**WORK INSTRUCTION**
All that should be output is the block of lines below from the line with "pub fn write_to<W: Write>(&self, writer: &mut" to the line with "writer.write_all(&self.frame_rate.to_le_bytes())?;", both included, exactly as written.

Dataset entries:

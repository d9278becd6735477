//! Real-time spectrum analysis for audio-reactive visuals: per-band levels,
//! spectral metrics, a reduced display spectrum and adaptive beat detection.

pub mod audio;
pub mod config;

pub use config::FluxConfig;
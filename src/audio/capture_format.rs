use anyhow::{anyhow, Result};
use std::fs::File;
use std::io::{BufReader, BufWriter, Read, Write};
use std::path::Path;

/// Flux capture (.flxc) - recorded byte spectra for offline replay
///
/// Layout (all integers little-endian):
/// - Magic bytes: "FLXC" (4 bytes)
/// - Version: u8
/// - Sample rate: u32
/// - Bin count: u32
/// - Frame rate: f32
/// - Frame count: u32
/// - Frames: `frame_count * bin_count` bytes, one byte per bin
const MAGIC_BYTES: &[u8; 4] = b"FLXC";
const FORMAT_VERSION: u8 = 1;
/// Largest spectrum accepted from a file (an FFT of 131072 points).
const MAX_BIN_COUNT: u32 = 1 << 16;

#[derive(Debug, Clone, PartialEq)]
pub struct SpectrumCapture {
    sample_rate: u32,
    bin_count: u32,
    frame_rate: f32,
    frames: Vec<Vec<u8>>,
}

impl SpectrumCapture {
    pub fn new(sample_rate: u32, bin_count: u32, frame_rate: f32) -> Self {
        Self {
            sample_rate,
            bin_count,
            frame_rate,
            frames: Vec::new(),
        }
    }

    pub fn sample_rate(&self) -> u32 {
        self.sample_rate
    }

    pub fn bin_count(&self) -> usize {
        self.bin_count as usize
    }

    pub fn frame_rate(&self) -> f32 {
        self.frame_rate
    }

    pub fn frame_count(&self) -> usize {
        self.frames.len()
    }

    pub fn frames(&self) -> &[Vec<u8>] {
        &self.frames
    }

    pub fn frame_duration_ms(&self) -> f64 {
        1000.0 / self.frame_rate as f64
    }

    pub fn push_frame(&mut self, bins: &[u8]) -> Result<()> {
        if bins.len() != self.bin_count() {
            return Err(anyhow!(
                "Frame has {} bins, capture expects {}",
                bins.len(),
                self.bin_count
            ));
        }
        self.frames.push(bins.to_vec());
        Ok(())
    }

    pub fn save<P: AsRef<Path>>(&self, path: P) -> Result<()> {
        let mut writer = BufWriter::new(File::create(path)?);
        self.write_to(&mut writer)?;
        writer.flush()?;
        Ok(())
    }

    pub fn load<P: AsRef<Path>>(path: P) -> Result<Self> {
        let mut reader = BufReader::new(File::open(path)?);
        Self::read_from(&mut reader)
    }

    pub fn write_to<W: Write>(&self, writer: &mut W) -> Result<()> {
        if self.bin_count == 0 || self.bin_count > MAX_BIN_COUNT {
            return Err(anyhow!("Cannot write capture with {} bins", self.bin_count));
        }
        let frame_count = u32::try_from(self.frames.len())
            .map_err(|_| anyhow!("Too many frames for capture: {}", self.frames.len()))?;

        writer.write_all(MAGIC_BYTES)?;
        writer.write_all(&[FORMAT_VERSION])?;
        writer.write_all(&self.sample_rate.to_le_bytes())?;
        writer.write_all(&self.bin_count.to_le_bytes())?;
        writer.write_all(&self.frame_rate.to_le_bytes())?;
        writer.write_all(&frame_count.to_le_bytes())?;

        for frame in &self.frames {
            writer.write_all(frame)?;
        }

        log::debug!(
            "Wrote capture: {} frames x {} bins at {:.1} fps",
            frame_count,
            self.bin_count,
            self.frame_rate
        );
        Ok(())
    }

    pub fn read_from<R: Read>(reader: &mut R) -> Result<Self> {
        let mut magic = [0u8; 4];
        reader.read_exact(&mut magic)?;
        if &magic != MAGIC_BYTES {
            return Err(anyhow!("Invalid capture file: bad magic bytes"));
        }

        let mut version = [0u8; 1];
        reader.read_exact(&mut version)?;
        if version[0] != FORMAT_VERSION {
            return Err(anyhow!("Unsupported capture version: {}", version[0]));
        }

        let mut word = [0u8; 4];
        reader.read_exact(&mut word)?;
        let sample_rate = u32::from_le_bytes(word);
        reader.read_exact(&mut word)?;
        let bin_count = u32::from_le_bytes(word);
        reader.read_exact(&mut word)?;
        let frame_rate = f32::from_le_bytes(word);
        reader.read_exact(&mut word)?;
        let frame_count = u32::from_le_bytes(word) as usize;

        if sample_rate == 0 {
            return Err(anyhow!("Invalid capture file: sample rate is zero"));
        }
        if !(frame_rate > 0.0 && frame_rate.is_finite()) {
            return Err(anyhow!("Invalid capture file: frame rate {}", frame_rate));
        }
        if bin_count == 0 || bin_count > MAX_BIN_COUNT {
            return Err(anyhow!(
                "Invalid capture file: bin count {} outside 1..={}",
                bin_count,
                MAX_BIN_COUNT
            ));
        }
        frame_count
            .checked_mul(bin_count as usize)
            .ok_or_else(|| anyhow!("Invalid capture file: {} frames of {} bins", frame_count, bin_count))?;

        let mut frames = Vec::with_capacity(frame_count.min(1 << 16));
        for _ in 0..frame_count {
            let mut bins = vec![0u8; bin_count as usize];
            reader.read_exact(&mut bins)?;
            frames.push(bins);
        }

        Ok(Self {
            sample_rate,
            bin_count,
            frame_rate,
            frames,
        })
    }
}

**THE ANSWER**
    pub fn write_to<W: Write>(&self, writer: &mut W) -> Result<()> {
        if self.bin_count == 0 || self.bin_count > MAX_BIN_COUNT {
            return Err(anyhow!("Cannot write capture with {} bins", self.bin_count));
        }
        let frame_count = u32::try_from(self.frames.len())
            .map_err(|_| anyhow!("Too many frames for capture: {}", self.frames.len()))?;

        writer.write_all(MAGIC_BYTES)?;
        writer.write_all(&[FORMAT_VERSION])?;
        writer.write_all(&self.sample_rate.to_le_bytes())?;
        writer.write_all(&self.bin_count.to_le_bytes())?;
        writer.write_all(&self.frame_rate.to_le_bytes())?;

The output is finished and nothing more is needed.